Groundhog Day: 6 More Weeks Of Winter

Friday, at 7:25 am, Punxsutawney Phil, America’s most revered groundhog predicted that there will be six more weeks of winter, in a tradition known as Groundhog Day. Punxsutawney Phil made his prediction as the sun rose in Punxsutawney, Pennsylvania to a crowd of freezing, but adoring fans.

Groundhog Day
Cairomoon / Pixabay

Six more weeks of winter is unwelcome news for most of the US. The East Coast, where Punxsutawney Phil calls home, has faced a record breaking winter since Christmas with blizzards, a bomb cyclone, and some of the coldest weather on record.

According to tradition, if Punxsutawney Phil sees his shadow, he’ll run back into his hole, indicating that we can expect six more weeks of winter. If he does not, the people of Punxsutawney can sigh with relief; winter will soon be at an end.

The History

Groundhog Day is based on a superstition from the Dutch settlers of Pennsylvania. They believed that if a groundhog emerged from its den and saw its shadow, it would retreat back into its hole, indicating that the settlers could expect six more weeks of winter, bad news for the Pennsylvania Dutch farmers. This superstition is actually based on an earlier German folktale that pinned the badger as nature’s meteorologist, rather than the groundhog. The first celebrations of Groundhog Day were seen in Pennsylvania’s German communities, with the first record of a Groundhog Day like celebration coming from 1840.

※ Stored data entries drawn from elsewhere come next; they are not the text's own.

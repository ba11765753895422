// Copyright 2026 by the timetabler authors
//
// Licensed under the Apache License, Version 2.0 (the "License"); you may not use this file except in compliance with
// the License. You may obtain a copy of the License at
//
//     http://www.apache.org/licenses/LICENSE-2.0
//
// Unless required by applicable law or agreed to in writing, software distributed under the License is distributed on an
// "AS IS" BASIS, WITHOUT WARRANTIES OR CONDITIONS OF ANY KIND, either express or implied. See the License for the
// specific language governing permissions and limitations under the License.

//! Room and teacher double-booking constraints

use crate::cp::{Comparison, LinearExpr};
use crate::session::Session;
use log::debug;

/// At every slot, each room is used by at most one class
pub fn add_room_exclusivity(session: &mut Session) {
    let num_classes = session.catalog().classes.len();
    let num_rooms = session.catalog().rooms.len();
    if num_classes < 2 {
        return;
    }
    for day in 0..session.catalog().grid.num_days() {
        for slot in 0..session.catalog().grid.num_slots() {
            for room in 1..=num_rooms {
                let users: Vec<_> = (0..num_classes)
                    .map(|class| session.uses_room(class, day, slot, room))
                    .collect();
                session
                    .model_mut()
                    .add_linear(LinearExpr::count(users), Comparison::LessEqual, 1);
            }
        }
    }
}

/// At every slot, each teacher gives at most one lesson.
///
/// Lessons of synchronized (level, subject) pairs are given to all classes of the level at once and are not counted.
/// The constraints are added when the session is sealed, when all synchronized pairs are known.
pub fn add_teacher_exclusivity(session: &mut Session) {
    session.require_teacher_exclusivity();
}

pub(crate) fn compile_teacher_exclusivity(session: &mut Session) {
    let mut constraints = 0;
    for teacher in 0..session.catalog().teachers.len() {
        let assignments = session.catalog().teacher_map.assignments(teacher);
        for day in 0..session.catalog().grid.num_days() {
            for slot in 0..session.catalog().grid.num_slots() {
                let mut lessons = Vec::new();
                for (level, subject) in assignments.iter() {
                    if session.is_synchronized(*level, *subject) {
                        continue;
                    }
                    for class in session.catalog().classes_of_level(*level) {
                        lessons.push(session.has_subject(class, day, slot, *subject));
                    }
                }
                if lessons.len() > 1 {
                    session
                        .model_mut()
                        .add_linear(LinearExpr::count(lessons), Comparison::LessEqual, 1);
                    constraints += 1;
                }
            }
        }
    }
    debug!("Added {} teacher double-booking constraints", constraints);
}

#[cfg(test)]
mod tests {
    use crate::io::config::{ClassConfig, FixedLesson, SyncRequest, TeacherReference};
    use crate::testing;
    use crate::SolveOutcome;

    fn fixed(class: &str, subject: Option<&str>, room: Option<&str>) -> FixedLesson {
        FixedLesson {
            class: class.to_owned(),
            day: "D1".to_owned(),
            slot: "S2".to_owned(),
            subject: subject.map(|s| s.to_owned()),
            room: room.map(|s| s.to_owned()),
        }
    }

    #[test]
    fn room_conflict_is_infeasible() {
        let mut config = testing::tiny_config();
        config.fixed.push(fixed("L1a", None, Some("R1")));
        config.fixed.push(fixed("L1b", None, Some("R1")));
        assert!(matches!(testing::solve(&config), SolveOutcome::Infeasible));

        config.room_exclusivity = false;
        let timetable = testing::solve_feasible(&config);
        assert_eq!(timetable.room(0, 0, 1), timetable.room(1, 0, 1));
    }

    #[test]
    fn rooms_are_exclusive() {
        let mut config = testing::tiny_config();
        config.fixed.push(fixed("L1a", None, Some("R2")));
        let timetable = testing::solve_feasible(&config);
        assert_eq!(timetable.room(0, 0, 1), 2);
        assert_ne!(timetable.room(1, 0, 1), 2);
    }

    #[test]
    fn teacher_conflict_is_infeasible() {
        let mut config = testing::tiny_config();
        config.fixed.push(fixed("L1a", Some("A"), None));
        config.fixed.push(fixed("L1b", Some("A"), None));
        assert!(matches!(testing::solve(&config), SolveOutcome::Infeasible));

        config.teacher_exclusivity = false;
        let timetable = testing::solve_feasible(&config);
        assert_eq!(timetable.subject(0, 0, 1), timetable.subject(1, 0, 1));
    }

    #[test]
    fn teacher_lessons_do_not_overlap() {
        let timetable = testing::solve_feasible(&testing::tiny_config());
        for day in 0..2 {
            for slot in 0..4 {
                let a = timetable.subject(0, day, slot);
                if a != crate::FREE {
                    assert_ne!(a, timetable.subject(1, day, slot));
                }
            }
        }
    }

    #[test]
    fn synchronized_lessons_are_exempt() {
        let mut config = testing::tiny_config();
        config.synchronized.push(SyncRequest {
            level: "L1".to_owned(),
            subject: "A".to_owned(),
        });
        config.fixed.push(fixed("L1a", Some("A"), None));
        let timetable = testing::solve_feasible(&config);
        assert_eq!(timetable.subject(1, 0, 1), timetable.catalog().subject("A").unwrap());
    }

    #[test]
    fn synchronized_lesson_besides_other_lesson() {
        // TA teaches the synchronized A of level L1 and C of level L2
        let mut config = testing::tiny_config();
        config.quotas.insert("L2".to_owned(), [("C".to_owned(), 1)].into_iter().collect());
        config
            .teachers
            .insert("C".to_owned(), TeacherReference::Single("TA".to_owned()));
        config.classes.push(ClassConfig {
            name: "L2a".to_owned(),
            capacity: 25,
            level: None,
            subgroups: vec![],
        });
        config.synchronized.push(SyncRequest {
            level: "L1".to_owned(),
            subject: "A".to_owned(),
        });
        config.fixed.push(fixed("L1a", Some("A"), None));
        config.fixed.push(fixed("L2a", Some("C"), None));
        let timetable = testing::solve_feasible(&config);
        let a = timetable.catalog().subject("A").unwrap();
        assert_eq!(timetable.subject(1, 0, 1), a);
        assert_eq!(timetable.subject(2, 0, 1), timetable.catalog().subject("C").unwrap());
    }

    #[test]
    fn unsynchronized_lesson_conflicts_with_other_level() {
        let mut config = testing::tiny_config();
        config.quotas.insert("L2".to_owned(), [("C".to_owned(), 1)].into_iter().collect());
        config
            .teachers
            .insert("C".to_owned(), TeacherReference::Single("TA".to_owned()));
        config.classes.push(ClassConfig {
            name: "L2a".to_owned(),
            capacity: 25,
            level: None,
            subgroups: vec![],
        });
        config.fixed.push(fixed("L1a", Some("A"), None));
        config.fixed.push(fixed("L2a", Some("C"), None));
        assert!(matches!(testing::solve(&config), SolveOutcome::Infeasible));
    }
}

The Groundhog Day tradition officially started in 1887. Since then, Phil has seen his shadow the majority of the time, 104 times to be exact. Only on 18 occasions did he predict an end to the chill. Although Phil makes a prediction every year, ten years are missing from the record.

Can Phil Be Trusted?

Meteorologists in Pennsylvania have so far agreed with Punxsutawney Phil’s prediction. They anticipate six more weeks of winter and an abnormally cold February for the East Coast. This year’s Super Bowl is expected to be the coldest on record. Luckily for fans and players it will be held within a dome.

Phil’s record is less than ideal, however. Last Groundhog Day, Phil predicted six more weeks of winter, but spring arrived earlier than normal, with one of the warmest Februarys on record. In 2016, Phil accurately predicted an early spring. Spring came early in 2016, thanks to a super El Nino.

Different meteorological associations debate Phil’s accuracy. According to Pennsylvania based AccuWeather, Phil is correct 80% of the time. StormFax Almanac disagrees, claiming that the groundhog is only correct 39% of the time, a pretty bad record considering he should have a 50-50 chance at guessing.

Phil’s Competition

Punxsutawney Phil isn’t the only groundhog with a passion for meteorology. This Groundhog Day, groundhogs across the US and Canada will issue their predictions. So far, Milltown Mel in New Jersey has disagreed with Phil’s estimation, predicting instead an early spring. No doubt the two groundhogs will share a heated, but friendly debate

Phil also has a Washington D.C. counterpart, Potomac Phil. Regrettably, Potomac Phil is long dead, but his taxidermied remains are still said to make predictions each year in DuPont Circle. If Potomac Phil sees his shadow, D.C. can expect to see six more weeks of political gridlock.

Potomac Phil’s weather predictions always coincide with that of Punxsutawney Phil, leading to accusations of collusion between the two groundhogs, something Potomac Phil’s handlers have denied. This year, Potomac Phil predicted six more weeks of political gridlock, a prediction few political analysts can disagree with. He has yet to predict an end to the gridlock, and has so far never been proven wrong.

Phil’s “Inner Circle”

Phil’s handlers claim the same groundhog has made the prediction each year since the tradition started. That 15 times longer than the lifespan of an average groundhog. While Pennsylvania claims to have a seemingly immortal groundhog, the original Milltown Mel passed away in 2015; a close friend took over the name and responsibilities.

Phil is cared for by a group of men known as the “inner circle.” These men are not only Phil’s caretakers year round, they also plan the week long festivities that surround Groundhog Day. You may see them on Groundhog Day dressed in tuxedos and top hats. The inner circle reports that Phil can communicate with the president of the circle through a secret language. They also claim to have kept Phil so young and spritely through a secret drink called “groundhog punch.”

Phil lives in Gobbler’s Knob, just outside of the town of Punxsutawney, Pennsylvania. People have been making the trek to the knob to consult Phil since 1887. Since then the celebrations have expanded into a week long festival and a beloved tradition across the US and Canada. Up to 40,000 people gather in the small town of Punxsutawney each year to hear Phil’s prediction.